What the task requires: If a line in the material below holds the string "recomputed", tally it, then give the tally alone.

Records supplied:
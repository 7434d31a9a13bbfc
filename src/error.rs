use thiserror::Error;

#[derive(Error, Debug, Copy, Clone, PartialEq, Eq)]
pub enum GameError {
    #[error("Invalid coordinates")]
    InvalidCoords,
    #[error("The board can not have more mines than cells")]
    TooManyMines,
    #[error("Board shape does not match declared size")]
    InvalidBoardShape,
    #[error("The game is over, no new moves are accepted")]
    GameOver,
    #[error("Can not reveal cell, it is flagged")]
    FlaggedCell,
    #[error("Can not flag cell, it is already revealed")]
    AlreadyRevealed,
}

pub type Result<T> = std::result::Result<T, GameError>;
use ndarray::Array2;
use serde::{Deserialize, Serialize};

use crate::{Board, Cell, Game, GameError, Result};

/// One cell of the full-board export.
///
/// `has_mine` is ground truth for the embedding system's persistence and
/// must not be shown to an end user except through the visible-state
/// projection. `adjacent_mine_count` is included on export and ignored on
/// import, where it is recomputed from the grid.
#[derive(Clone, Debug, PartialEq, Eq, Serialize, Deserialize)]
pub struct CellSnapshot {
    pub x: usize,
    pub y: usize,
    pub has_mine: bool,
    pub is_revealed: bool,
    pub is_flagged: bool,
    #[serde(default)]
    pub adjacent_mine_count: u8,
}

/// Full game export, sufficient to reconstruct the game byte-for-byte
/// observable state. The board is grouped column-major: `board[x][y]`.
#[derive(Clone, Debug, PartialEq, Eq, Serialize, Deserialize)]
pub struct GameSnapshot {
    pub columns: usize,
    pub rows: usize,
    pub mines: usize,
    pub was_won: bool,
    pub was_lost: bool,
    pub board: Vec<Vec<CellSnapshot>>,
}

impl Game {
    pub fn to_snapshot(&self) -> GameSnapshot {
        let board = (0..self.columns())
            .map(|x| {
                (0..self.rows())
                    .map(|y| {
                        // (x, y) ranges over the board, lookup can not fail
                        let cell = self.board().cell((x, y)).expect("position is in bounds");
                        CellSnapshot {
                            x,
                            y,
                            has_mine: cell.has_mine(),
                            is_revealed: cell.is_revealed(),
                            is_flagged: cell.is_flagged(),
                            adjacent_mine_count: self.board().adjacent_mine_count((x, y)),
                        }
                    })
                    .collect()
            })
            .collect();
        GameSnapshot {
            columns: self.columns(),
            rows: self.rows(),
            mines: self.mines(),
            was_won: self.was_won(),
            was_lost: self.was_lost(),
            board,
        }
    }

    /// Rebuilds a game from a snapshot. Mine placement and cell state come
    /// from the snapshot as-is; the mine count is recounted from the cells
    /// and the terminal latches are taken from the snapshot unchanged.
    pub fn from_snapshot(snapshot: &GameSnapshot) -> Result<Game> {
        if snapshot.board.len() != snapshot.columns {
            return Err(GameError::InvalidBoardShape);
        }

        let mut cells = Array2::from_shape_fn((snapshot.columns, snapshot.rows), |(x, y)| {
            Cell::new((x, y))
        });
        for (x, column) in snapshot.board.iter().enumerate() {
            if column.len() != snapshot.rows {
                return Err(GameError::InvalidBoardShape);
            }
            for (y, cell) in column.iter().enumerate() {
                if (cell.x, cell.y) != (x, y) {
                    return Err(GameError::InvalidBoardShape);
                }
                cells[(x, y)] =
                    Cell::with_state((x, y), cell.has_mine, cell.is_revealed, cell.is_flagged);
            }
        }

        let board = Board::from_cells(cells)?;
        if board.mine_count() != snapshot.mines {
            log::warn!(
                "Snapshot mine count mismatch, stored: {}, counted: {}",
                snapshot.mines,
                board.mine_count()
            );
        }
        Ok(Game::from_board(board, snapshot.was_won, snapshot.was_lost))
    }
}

--

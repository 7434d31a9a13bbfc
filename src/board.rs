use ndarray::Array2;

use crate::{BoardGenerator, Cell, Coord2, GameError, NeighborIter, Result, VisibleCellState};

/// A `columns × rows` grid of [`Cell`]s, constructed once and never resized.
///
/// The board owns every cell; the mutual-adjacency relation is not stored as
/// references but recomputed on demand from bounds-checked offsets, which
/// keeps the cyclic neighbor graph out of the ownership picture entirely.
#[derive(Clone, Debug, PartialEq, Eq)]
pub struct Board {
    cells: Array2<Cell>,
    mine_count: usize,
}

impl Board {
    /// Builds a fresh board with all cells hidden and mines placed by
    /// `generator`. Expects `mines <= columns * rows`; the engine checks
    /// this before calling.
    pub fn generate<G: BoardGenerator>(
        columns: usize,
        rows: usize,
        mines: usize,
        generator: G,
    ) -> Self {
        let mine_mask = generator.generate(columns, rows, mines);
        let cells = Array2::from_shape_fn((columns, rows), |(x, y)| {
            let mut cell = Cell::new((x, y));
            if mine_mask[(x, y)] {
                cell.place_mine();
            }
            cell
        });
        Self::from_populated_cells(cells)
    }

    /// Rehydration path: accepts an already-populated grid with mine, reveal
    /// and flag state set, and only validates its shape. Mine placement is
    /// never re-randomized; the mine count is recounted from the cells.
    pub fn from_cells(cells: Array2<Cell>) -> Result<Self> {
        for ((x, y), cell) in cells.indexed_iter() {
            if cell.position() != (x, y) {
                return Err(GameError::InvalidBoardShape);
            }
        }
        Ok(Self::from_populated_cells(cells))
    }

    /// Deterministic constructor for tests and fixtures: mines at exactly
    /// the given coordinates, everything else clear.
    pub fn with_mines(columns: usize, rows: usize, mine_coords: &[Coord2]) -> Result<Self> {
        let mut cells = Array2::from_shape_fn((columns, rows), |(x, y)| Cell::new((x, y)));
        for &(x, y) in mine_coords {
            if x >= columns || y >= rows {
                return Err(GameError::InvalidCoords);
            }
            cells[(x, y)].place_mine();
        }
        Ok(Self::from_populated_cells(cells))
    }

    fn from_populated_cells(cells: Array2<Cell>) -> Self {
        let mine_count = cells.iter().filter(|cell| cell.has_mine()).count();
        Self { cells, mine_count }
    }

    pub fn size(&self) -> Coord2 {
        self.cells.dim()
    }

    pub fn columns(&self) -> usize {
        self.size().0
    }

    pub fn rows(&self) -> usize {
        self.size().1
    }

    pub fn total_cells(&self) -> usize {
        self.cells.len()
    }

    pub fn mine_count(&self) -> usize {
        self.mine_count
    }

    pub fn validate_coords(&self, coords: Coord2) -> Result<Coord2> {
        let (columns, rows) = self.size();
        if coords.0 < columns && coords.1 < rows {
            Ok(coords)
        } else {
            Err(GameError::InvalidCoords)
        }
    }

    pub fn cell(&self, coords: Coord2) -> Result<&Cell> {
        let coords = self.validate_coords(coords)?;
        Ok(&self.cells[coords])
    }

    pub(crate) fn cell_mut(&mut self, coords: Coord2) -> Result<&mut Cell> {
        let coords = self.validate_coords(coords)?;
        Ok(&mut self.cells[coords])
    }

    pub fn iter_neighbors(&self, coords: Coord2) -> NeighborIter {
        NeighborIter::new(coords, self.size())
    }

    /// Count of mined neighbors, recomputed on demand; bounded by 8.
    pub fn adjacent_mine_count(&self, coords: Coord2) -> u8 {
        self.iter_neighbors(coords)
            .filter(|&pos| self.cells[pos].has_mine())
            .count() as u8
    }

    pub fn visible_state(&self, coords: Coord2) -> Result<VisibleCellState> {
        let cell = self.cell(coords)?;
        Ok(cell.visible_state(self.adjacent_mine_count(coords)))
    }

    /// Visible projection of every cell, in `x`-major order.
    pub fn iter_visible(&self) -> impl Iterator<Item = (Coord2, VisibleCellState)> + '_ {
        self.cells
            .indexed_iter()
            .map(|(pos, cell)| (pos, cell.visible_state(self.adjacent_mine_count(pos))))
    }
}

Response: 3